*** Raw data

// /////////////////////////////////////////////////////////////////////////////
// Dataflow Pipeline RS
// Copyright (c) 2025 Michael Gardner, A Bit of Help, Inc.
// SPDX-License-Identifier: BSD-3-Clause
// See LICENSE file in the project root.
// /////////////////////////////////////////////////////////////////////////////

//! # Provider Adapter Registry
//!
//! The engine never talks to a model provider itself; it exposes a
//! capability-uniform adapter interface and a registry keyed by provider
//! id. Operations that need a model resolve their record's provider here
//! and speak the three-method surface — `call`, `extract_text`,
//! `extract_image` — regardless of which provider sits behind it.
//!
//! Provider ids are normalized to be hyphen/underscore- and
//! case-insensitive: `"Acme-AI"` and `"acme_ai"` address the same adapter.
//!
//! Raw responses travel as [`Value`] so the registry stays SDK-agnostic;
//! each adapter knows how to dig its own text or image payloads back out.

use std::collections::BTreeMap;
use std::collections::HashMap;
use std::sync::Arc;

use async_trait::async_trait;

use dataflow_pipeline_domain::{MediaValue, ModelRecord, PipelineError, Value};

/// Canonical form of a provider id: lowercase with underscores.
pub fn normalize_provider_id(id: &str) -> String {
    id.trim().to_lowercase().replace('-', "_")
}

/// Capability-uniform interface onto one model provider.
#[async_trait]
pub trait ProviderAdapter: Send + Sync {
    /// Performs one model call and returns the provider's raw response.
    async fn call(
        &self,
        prompt: &str,
        model: &ModelRecord,
        images: &[MediaValue],
        json_mode: bool,
    ) -> Result<Value, PipelineError>;

    /// Extracts the text payload from a raw response
    fn extract_text(&self, raw: &Value) -> Result<String, PipelineError>;

    /// Extracts the image payload from a raw response
    fn extract_image(&self, raw: &Value) -> Result<MediaValue, PipelineError>;
}

/// Registry mapping normalized provider ids to adapter implementations.
#[derive(Default)]
pub struct ProviderAdapters {
    adapters: HashMap<String, Arc<dyn ProviderAdapter>>,
}

impl ProviderAdapters {
    /// Creates an empty registry
    pub fn new() -> Self {
        Self::default()
    }

    /// Registers an adapter under a provider id (normalized)
    pub fn register(&mut self, provider_id: &str, adapter: Arc<dyn ProviderAdapter>) {
        self.adapters.insert(normalize_provider_id(provider_id), adapter);
    }

    /// Resolves an adapter by provider id.
    ///
    /// # Errors
    ///
    /// Returns `InvalidConfiguration` naming the known providers when the
    /// lookup fails.
    pub fn get(&self, provider_id: &str) -> Result<Arc<dyn ProviderAdapter>, PipelineError> {
        let normalized = normalize_provider_id(provider_id);
        self.adapters.get(&normalized).cloned().ok_or_else(|| {
            let mut known: Vec<&str> = self.adapters.keys().map(String::as_str).collect();
            known.sort_unstable();
            PipelineError::InvalidConfiguration(format!(
                "No adapter registered for provider '{}'. Known providers: {:?}",
                provider_id, known
            ))
        })
    }

    /// Resolves the adapter for a model record's provider
    pub fn for_model(&self, model: &ModelRecord) -> Result<Arc<dyn ProviderAdapter>, PipelineError> {
        self.get(model.provider())
    }

    /// Checks whether a provider id is registered
    pub fn contains(&self, provider_id: &str) -> bool {
        self.adapters.contains_key(&normalize_provider_id(provider_id))
    }
}

/// Adapter that answers every call with a fixed text payload.
///
/// Exists for tests and wiring demos; the response shape mimics a minimal
/// provider envelope (`{text: …, model: …}`).
#[derive(Debug, Clone)]
pub struct StaticResponseAdapter {
    text: String,
}

impl StaticResponseAdapter {
    /// Creates an adapter replying with the given text
    pub fn new(text: impl Into<String>) -> Self {
        Self { text: text.into() }
    }
}

#[async_trait]
impl ProviderAdapter for StaticResponseAdapter {
    async fn call(
        &self,
        _prompt: &str,
        model: &ModelRecord,
        _images: &[MediaValue],
        _json_mode: bool,
    ) -> Result<Value, PipelineError> {
        let mut envelope = BTreeMap::new();
        envelope.insert("text".to_string(), Value::text(self.text.clone()));
        envelope.insert("model".to_string(), Value::text(model.model_id()));
        Ok(Value::Map(envelope))
    }

    fn extract_text(&self, raw: &Value) -> Result<String, PipelineError> {
        raw.as_map()
            .and_then(|map| map.get("text"))
            .and_then(|value| value.as_text())
            .map(str::to_string)
            .ok_or_else(|| PipelineError::SerializationError("response has no text payload".to_string()))
    }

    fn extract_image(&self, _raw: &Value) -> Result<MediaValue, PipelineError> {
        Err(PipelineError::SerializationError(
            "static responses carry no image payload".to_string(),
        ))
    }
}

******

*Problem description*.
Pull every line containing "StaticResponseAdapter" out of the entries.

*Written answer*.
pub struct StaticResponseAdapter {
impl StaticResponseAdapter {
impl ProviderAdapter for StaticResponseAdapter {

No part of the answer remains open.